Doch schon auf der ersten, in Altbensdorf, drohte er sich zu verheben: Den Bauschutt, den er zum Verfüllen brauchte, hätte er aus Potsdam oder Berlin holen müssen, weil es in der Nähe kaum Baustellen gab. „Das Geld wäre an den Reifen kleben geblieben“, erläutert er. So suchte er nach Aufträgen in Sachsen-Anhalt. Die Sporkenbach Ziegelei GmbH – die laut Medienberichten Müll auch in eigenen Gruben illegal verklappt haben soll – bot ihm an, Schutt und Erdreich zu liefern. Allerdings hätten die immer mehr geschredderten Müll beigemischt. „Hier hätte ich abbrechen müssen“, bekennt Bernd R.. Aber bei einem Termin beim Lieferer seien neue Preise ausgehandelt worden: 25 bis 65 Euro pro Tonne Müll habe man ihm geboten. „Zehn Tage nach der ersten Rechnung war das Geld da, davon habe ich mich beeindrucken lassen“, so R..

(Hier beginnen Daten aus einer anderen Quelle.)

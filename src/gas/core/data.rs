//! Observation series for GAS models.
//!
//! Purpose
//! -------
//! Provide a validated container for the series a GAS model is fitted to,
//! including the differencing applied at construction time.
//!
//! Key behaviors
//! -------------
//! - [`GASData::new`] checks that the raw series is non-empty and finite,
//!   then differences it `integ` times.
//! - The raw series is kept alongside the modeled one so results can be
//!   reported against the original input.
//!
//! Invariants & assumptions
//! ------------------------
//! - `data.len() == raw.len() - integ` and `data.len() > 0`.
//! - Support of the observation family is **not** checked here; points
//!   outside the support are absorbed by the recursion as a `-∞`
//!   log-likelihood.
//!
//! Testing notes
//! -------------
//! - Unit tests cover the happy path, empty and non-finite input, and
//!   repeated differencing.
use crate::gas::errors::{GASError, GASResult};
use ndarray::Array1;

/// `GASData` — validated, possibly differenced observation series.
///
/// Fields
/// ------
/// - `raw`: `Array1<f64>`
///   Series as supplied by the caller.
/// - `data`: `Array1<f64>`
///   Series after `integ` rounds of first differencing; this is what the
///   recursion sees.
/// - `integ`: `usize`
///   Differencing order.
#[derive(Debug, Clone, PartialEq)]
pub struct GASData {
    pub raw: Array1<f64>,
    pub data: Array1<f64>,
    pub integ: usize,
}

impl GASData {
    /// Construct a validated [`GASData`] from a raw series.
    ///
    /// Errors
    /// ------
    /// - `GASError::EmptySeries` if `raw` is empty.
    /// - `GASError::NonFiniteData { index, value }` for the first NaN/±∞.
    /// - `GASError::InsufficientData` if differencing leaves no observations.
    ///
    /// Examples
    /// --------
    /// ```rust
    /// # use ndarray::array;
    /// # use gas_timeseries::gas::core::data::GASData;
    /// let d = GASData::new(array![1.0, 3.0, 6.0], 1).unwrap();
    /// assert_eq!(d.data, array![2.0, 3.0]);
    /// ```
    pub fn new(raw: Array1<f64>, integ: usize) -> GASResult<Self> {
        if raw.is_empty() {
            return Err(GASError::EmptySeries);
        }
        for (index, &value) in raw.iter().enumerate() {
            if !value.is_finite() {
                return Err(GASError::NonFiniteData { index, value });
            }
        }
        if integ >= raw.len() {
            return Err(GASError::InsufficientData { len: raw.len(), needed: integ + 1 });
        }
        let mut data = raw.clone();
        for _ in 0..integ {
            data = difference(&data);
        }
        Ok(GASData { raw, data, integ })
    }

    pub fn len(&self) -> usize {
        self.data.len()
    }

    pub fn is_empty(&self) -> bool {
        self.data.is_empty()
    }

    /// Sample mean of the modeled series.
    pub fn mean(&self) -> f64 {
        self.data.mean().unwrap_or(0.0)
    }
}

fn difference(x: &Array1<f64>) -> Array1<f64> {
    Array1::from_iter(x.windows(2).into_iter().map(|w| w[1] - w[0]))
}
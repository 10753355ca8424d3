//! Lag structure of a GAS(ar, sc) model.
//!
//! - `ar`: number of autoregressive lags on θ (coefficients φ₁…φ_ar).
//! - `sc`: number of score lags (coefficients α₁…α_sc on past u's).
//!
//! GAS(0, 0) is allowed; it is a constant-parameter model.
use crate::gas::errors::{GASError, GASResult};

/// Order of the GAS(ar, sc) model.
#[derive(Debug, Clone, Copy, PartialEq, Eq)]
pub struct GASShape {
    pub ar: usize,
    pub sc: usize,
}

impl GASShape {
    /// Construct a [`GASShape`] and validate it against the sample size `n`.
    ///
    /// # Errors
    /// - [`GASError::InvalidModelShape`] if `ar >= n` or `sc >= n`, since the
    ///   recursion would have no observations left after seeding.
    pub fn new(ar: usize, sc: usize, n: usize) -> GASResult<Self> {
        if ar >= n {
            return Err(GASError::InvalidModelShape {
                param: ar,
                reason: "ar must be less than the number of observations.",
            });
        }
        if sc >= n {
            return Err(GASError::InvalidModelShape {
                param: sc,
                reason: "sc must be less than the number of observations.",
            });
        }
        Ok(GASShape { ar, sc })
    }

    /// Number of seed observations excluded from the likelihood.
    pub fn burn_in(&self) -> usize {
        self.ar.max(self.sc)
    }

    /// Length of the latent vector: constant, AR and score coefficients.
    pub fn n_latent(&self) -> usize {
        self.ar + self.sc + 1
    }
}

Irgendwann stand dann der Makler vor der Tür und vermittelte neue Lieferungen, für die Bernd R. dann Platz auf den anderen Deponien fand. 2006 und 2007 habe er dann mit der Logistik Beratung Rohstoffe GmbH Braunsbedra in Sachsen-Anhalt einen besonders guten Auftraggeber gefunden. „Es war sehr lukrativ. Und ich konnte neue Leute einstellen“, so R.. Sein Netzwerk hielt stand: Der Landkreis bekam weiterhin scheinbar nichts mit, die eigenen Mitarbeiter hielten dicht. Die Potsdamer Staatsanwaltschaft war es, die durch Ermittlungen in anderen Fällen auf Bernd R. aufmerksam geworden war.